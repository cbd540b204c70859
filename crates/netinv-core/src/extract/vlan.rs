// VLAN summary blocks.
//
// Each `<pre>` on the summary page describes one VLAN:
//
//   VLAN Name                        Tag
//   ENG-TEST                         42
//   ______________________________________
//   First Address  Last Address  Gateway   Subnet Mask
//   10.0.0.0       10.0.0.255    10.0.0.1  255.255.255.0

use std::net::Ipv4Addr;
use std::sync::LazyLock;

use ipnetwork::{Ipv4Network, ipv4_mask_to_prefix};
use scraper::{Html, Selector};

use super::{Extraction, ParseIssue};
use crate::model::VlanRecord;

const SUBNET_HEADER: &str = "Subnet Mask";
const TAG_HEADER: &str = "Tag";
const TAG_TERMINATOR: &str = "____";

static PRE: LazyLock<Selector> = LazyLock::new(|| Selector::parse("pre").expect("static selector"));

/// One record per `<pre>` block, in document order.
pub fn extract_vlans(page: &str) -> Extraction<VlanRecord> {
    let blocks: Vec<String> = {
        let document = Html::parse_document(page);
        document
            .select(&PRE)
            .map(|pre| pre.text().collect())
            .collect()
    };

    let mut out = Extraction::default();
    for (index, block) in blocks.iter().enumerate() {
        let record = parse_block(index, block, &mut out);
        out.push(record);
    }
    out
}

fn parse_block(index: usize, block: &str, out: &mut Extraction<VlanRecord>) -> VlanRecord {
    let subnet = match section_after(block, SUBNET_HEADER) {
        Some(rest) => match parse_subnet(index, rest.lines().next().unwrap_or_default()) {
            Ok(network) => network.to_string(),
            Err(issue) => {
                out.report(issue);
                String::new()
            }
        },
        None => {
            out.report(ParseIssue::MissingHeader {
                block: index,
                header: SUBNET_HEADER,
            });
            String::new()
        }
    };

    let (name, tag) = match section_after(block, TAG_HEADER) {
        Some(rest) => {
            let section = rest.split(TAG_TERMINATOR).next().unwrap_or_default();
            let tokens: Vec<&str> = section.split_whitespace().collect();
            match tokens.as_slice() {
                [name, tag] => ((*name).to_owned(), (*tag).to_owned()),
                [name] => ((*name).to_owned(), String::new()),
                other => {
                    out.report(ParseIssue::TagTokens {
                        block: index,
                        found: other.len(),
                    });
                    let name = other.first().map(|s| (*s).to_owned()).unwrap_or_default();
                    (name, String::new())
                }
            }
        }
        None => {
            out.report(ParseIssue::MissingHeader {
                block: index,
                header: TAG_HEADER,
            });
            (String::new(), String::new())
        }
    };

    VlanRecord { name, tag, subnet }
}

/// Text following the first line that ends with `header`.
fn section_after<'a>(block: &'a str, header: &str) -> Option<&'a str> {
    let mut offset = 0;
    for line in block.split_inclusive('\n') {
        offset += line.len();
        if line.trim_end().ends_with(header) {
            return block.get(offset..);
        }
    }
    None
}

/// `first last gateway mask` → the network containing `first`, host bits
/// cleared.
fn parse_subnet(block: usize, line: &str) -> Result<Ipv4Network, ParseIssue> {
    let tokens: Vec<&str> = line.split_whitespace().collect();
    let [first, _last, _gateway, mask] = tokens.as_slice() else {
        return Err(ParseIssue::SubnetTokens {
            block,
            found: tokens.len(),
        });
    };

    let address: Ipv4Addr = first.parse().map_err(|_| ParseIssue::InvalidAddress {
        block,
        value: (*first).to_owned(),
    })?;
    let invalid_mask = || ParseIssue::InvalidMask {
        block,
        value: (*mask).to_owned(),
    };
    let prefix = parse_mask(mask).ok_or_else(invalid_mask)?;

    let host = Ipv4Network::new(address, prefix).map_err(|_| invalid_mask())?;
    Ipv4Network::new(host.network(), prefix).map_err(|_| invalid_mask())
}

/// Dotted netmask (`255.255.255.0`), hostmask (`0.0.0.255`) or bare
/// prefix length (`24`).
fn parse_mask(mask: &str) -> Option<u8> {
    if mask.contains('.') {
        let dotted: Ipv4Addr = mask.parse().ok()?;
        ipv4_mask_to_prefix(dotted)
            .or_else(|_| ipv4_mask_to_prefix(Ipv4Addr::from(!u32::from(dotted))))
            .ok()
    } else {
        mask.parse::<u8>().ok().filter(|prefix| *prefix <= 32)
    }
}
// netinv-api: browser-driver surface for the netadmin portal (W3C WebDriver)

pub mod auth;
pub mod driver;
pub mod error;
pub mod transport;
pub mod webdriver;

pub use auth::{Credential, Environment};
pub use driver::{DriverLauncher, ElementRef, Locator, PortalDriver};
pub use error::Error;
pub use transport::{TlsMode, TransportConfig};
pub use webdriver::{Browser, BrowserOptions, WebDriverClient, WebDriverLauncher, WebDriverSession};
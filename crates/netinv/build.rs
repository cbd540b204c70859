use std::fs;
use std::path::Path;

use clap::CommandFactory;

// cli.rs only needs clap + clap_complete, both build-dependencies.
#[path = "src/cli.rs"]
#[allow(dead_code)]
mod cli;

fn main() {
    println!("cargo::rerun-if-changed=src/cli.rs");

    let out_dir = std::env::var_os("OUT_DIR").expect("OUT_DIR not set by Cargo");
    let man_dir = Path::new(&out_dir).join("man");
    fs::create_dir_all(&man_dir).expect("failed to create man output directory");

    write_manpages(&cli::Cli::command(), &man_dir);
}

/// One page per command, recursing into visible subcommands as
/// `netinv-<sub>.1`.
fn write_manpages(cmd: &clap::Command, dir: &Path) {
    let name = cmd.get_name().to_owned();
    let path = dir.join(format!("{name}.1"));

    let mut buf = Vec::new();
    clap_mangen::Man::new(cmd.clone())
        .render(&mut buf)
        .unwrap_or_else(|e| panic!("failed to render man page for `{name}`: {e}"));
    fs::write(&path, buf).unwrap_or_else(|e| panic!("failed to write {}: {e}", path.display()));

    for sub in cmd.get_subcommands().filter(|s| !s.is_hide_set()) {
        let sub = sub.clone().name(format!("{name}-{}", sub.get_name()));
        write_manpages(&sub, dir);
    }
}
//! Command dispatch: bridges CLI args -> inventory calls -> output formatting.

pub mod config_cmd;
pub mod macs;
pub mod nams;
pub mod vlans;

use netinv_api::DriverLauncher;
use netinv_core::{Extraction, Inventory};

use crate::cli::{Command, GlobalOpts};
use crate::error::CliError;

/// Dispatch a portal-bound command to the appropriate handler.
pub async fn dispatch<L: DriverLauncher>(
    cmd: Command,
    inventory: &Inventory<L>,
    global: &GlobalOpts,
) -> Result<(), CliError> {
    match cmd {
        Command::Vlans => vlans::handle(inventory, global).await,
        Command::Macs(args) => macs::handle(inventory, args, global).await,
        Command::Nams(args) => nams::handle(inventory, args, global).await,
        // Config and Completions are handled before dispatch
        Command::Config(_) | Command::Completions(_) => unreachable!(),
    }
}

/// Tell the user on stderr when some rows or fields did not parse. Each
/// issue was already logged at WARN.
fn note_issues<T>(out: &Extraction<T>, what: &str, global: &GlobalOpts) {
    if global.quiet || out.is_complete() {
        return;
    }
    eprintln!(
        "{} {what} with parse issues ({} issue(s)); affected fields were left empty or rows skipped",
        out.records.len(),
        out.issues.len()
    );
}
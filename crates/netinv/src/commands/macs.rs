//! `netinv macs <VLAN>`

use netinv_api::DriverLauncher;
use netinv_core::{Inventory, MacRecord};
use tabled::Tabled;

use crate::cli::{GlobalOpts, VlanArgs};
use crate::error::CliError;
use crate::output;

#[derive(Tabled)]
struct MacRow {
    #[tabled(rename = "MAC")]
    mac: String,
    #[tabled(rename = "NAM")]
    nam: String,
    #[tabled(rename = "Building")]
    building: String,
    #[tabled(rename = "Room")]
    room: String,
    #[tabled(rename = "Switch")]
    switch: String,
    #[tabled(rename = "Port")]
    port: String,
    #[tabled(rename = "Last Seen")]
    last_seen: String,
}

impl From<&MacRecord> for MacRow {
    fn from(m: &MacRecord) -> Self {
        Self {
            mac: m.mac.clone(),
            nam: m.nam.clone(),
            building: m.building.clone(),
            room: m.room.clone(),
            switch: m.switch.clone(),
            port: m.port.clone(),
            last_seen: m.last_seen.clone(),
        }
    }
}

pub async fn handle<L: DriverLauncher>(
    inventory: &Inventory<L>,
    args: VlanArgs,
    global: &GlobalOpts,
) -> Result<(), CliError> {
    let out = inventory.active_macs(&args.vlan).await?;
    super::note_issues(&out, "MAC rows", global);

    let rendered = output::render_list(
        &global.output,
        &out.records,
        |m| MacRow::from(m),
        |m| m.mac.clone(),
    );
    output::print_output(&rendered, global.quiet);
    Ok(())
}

◆ ◆ ◆ ◆ ◆

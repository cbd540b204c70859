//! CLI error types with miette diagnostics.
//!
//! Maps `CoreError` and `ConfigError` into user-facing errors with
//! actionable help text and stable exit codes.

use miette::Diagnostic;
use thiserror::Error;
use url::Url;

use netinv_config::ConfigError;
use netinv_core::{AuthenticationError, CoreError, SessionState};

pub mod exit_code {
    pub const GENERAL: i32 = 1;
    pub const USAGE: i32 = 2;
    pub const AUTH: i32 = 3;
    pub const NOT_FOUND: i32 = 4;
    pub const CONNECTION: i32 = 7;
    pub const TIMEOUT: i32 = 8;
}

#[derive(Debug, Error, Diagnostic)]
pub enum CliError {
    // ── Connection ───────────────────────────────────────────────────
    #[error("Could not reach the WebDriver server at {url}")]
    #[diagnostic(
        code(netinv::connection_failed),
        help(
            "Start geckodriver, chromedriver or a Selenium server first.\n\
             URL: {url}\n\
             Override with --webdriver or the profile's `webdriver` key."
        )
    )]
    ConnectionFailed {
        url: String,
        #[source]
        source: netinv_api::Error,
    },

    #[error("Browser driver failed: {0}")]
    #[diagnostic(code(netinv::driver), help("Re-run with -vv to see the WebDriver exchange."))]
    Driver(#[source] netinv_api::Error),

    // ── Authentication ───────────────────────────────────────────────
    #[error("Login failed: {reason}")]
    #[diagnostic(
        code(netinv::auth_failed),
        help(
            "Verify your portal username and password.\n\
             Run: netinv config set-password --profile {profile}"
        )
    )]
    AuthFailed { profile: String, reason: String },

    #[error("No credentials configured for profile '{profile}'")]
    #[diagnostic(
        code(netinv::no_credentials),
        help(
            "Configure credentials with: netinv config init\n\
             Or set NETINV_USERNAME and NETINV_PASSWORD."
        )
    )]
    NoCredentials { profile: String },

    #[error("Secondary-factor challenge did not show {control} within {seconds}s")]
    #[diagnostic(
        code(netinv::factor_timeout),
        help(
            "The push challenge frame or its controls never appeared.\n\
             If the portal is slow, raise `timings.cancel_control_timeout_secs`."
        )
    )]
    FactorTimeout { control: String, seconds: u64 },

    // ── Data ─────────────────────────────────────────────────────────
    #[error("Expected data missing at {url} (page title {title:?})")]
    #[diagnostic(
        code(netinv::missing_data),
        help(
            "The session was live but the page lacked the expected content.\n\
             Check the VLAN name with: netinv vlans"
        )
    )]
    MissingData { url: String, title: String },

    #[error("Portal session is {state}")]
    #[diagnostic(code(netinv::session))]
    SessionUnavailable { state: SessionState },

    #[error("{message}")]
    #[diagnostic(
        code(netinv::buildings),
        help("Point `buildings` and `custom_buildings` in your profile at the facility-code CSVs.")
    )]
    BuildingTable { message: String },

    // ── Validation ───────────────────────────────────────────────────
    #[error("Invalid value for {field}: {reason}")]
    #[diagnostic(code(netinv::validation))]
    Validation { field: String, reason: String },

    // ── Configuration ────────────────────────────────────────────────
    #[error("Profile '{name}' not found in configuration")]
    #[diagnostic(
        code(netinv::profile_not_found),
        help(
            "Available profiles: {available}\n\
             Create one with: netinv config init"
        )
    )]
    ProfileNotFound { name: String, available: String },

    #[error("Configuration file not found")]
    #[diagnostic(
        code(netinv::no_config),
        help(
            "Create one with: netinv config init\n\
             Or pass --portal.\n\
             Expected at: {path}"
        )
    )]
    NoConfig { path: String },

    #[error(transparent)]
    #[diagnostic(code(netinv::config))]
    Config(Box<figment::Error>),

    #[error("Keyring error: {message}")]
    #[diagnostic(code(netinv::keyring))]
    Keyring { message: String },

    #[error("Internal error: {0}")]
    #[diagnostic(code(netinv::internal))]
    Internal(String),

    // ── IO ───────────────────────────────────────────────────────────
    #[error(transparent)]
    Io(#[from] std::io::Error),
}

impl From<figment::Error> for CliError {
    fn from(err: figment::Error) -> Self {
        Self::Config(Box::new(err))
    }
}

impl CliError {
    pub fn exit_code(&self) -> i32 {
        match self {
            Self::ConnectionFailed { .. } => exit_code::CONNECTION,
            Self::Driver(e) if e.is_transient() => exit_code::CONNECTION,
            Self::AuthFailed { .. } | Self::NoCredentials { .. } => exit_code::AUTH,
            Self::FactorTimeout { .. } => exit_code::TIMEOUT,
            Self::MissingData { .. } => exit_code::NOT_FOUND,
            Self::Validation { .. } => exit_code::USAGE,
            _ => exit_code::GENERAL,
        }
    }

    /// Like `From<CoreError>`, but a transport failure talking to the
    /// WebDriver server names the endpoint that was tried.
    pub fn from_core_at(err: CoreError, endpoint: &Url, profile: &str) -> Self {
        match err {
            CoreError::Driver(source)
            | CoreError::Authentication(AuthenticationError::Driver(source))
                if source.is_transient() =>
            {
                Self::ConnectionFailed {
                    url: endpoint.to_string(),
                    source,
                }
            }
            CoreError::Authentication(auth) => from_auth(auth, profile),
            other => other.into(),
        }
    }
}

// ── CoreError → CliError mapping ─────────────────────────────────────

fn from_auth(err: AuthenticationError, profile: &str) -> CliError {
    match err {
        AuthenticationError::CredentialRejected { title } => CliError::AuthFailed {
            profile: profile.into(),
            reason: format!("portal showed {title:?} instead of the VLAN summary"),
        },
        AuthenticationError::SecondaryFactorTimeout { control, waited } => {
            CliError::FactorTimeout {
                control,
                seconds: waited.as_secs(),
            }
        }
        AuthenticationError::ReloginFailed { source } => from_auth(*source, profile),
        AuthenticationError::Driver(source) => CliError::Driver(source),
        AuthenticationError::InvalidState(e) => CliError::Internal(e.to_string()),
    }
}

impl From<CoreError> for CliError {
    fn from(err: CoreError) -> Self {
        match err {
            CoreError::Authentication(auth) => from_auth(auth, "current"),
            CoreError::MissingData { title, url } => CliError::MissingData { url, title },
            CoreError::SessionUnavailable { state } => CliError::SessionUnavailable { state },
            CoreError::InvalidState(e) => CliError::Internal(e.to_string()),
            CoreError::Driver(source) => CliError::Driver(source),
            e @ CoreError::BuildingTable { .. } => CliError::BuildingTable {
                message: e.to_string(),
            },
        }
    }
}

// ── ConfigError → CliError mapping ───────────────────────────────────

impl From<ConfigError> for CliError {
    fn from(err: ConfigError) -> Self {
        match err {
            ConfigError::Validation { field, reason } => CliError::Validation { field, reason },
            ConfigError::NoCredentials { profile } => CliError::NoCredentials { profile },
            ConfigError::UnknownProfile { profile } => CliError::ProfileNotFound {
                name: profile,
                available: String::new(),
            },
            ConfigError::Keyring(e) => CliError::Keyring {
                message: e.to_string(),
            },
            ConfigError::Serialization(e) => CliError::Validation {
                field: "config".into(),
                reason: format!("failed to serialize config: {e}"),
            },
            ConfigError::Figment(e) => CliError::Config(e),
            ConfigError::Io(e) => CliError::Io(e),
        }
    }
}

◆ ◆ ◆ ◆ ◆

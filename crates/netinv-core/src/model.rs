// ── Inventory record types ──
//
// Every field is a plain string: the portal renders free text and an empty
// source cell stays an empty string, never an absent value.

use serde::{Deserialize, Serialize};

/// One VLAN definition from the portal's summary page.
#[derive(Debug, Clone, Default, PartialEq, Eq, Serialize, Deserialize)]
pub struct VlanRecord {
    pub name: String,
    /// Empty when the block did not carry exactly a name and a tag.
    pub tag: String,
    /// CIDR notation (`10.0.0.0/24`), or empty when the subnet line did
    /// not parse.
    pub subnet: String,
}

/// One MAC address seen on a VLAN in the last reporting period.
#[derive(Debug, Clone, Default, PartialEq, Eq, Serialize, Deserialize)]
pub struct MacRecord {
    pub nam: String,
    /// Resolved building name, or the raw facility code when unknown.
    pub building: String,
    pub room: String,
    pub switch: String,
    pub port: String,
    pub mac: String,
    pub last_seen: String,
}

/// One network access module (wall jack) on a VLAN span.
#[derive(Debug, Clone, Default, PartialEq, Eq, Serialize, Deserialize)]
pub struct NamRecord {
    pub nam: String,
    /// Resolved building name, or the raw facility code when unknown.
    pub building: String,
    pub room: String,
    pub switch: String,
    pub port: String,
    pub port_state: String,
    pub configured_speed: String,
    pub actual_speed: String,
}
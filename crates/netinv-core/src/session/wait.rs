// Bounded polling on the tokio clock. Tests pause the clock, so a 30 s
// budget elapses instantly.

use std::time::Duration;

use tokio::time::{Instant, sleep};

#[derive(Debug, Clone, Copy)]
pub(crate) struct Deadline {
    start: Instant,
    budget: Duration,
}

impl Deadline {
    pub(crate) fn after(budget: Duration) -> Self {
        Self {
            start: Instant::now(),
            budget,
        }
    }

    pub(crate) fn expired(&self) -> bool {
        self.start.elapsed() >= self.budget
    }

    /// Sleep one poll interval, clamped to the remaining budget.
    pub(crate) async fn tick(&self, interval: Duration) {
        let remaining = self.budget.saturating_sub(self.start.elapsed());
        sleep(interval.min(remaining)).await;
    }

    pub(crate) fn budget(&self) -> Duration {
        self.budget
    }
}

◆ ◆ ◆ ◆ ◆

ASSIGNMENT:
The required answer is the run of lines above, starting at the line with "let subnet = match" and ending at the line with "[name, tag] =>", reproduced exactly with both ends.

ANSWER FOR THE TASK:
    let subnet = match section_after(block, SUBNET_HEADER) {
        Some(rest) => match parse_subnet(index, rest.lines().next().unwrap_or_default()) {
            Ok(network) => network.to_string(),
            Err(issue) => {
                out.report(issue);
                String::new()
            }
        },
        None => {
            out.report(ParseIssue::MissingHeader {
                block: index,
                header: SUBNET_HEADER,
            });
            String::new()
        }
    };

    let (name, tag) = match section_after(block, TAG_HEADER) {
        Some(rest) => {
            let section = rest.split(TAG_TERMINATOR).next().unwrap_or_default();
            let tokens: Vec<&str> = section.split_whitespace().collect();
            match tokens.as_slice() {
                [name, tag] => ((*name).to_owned(), (*tag).to_owned()),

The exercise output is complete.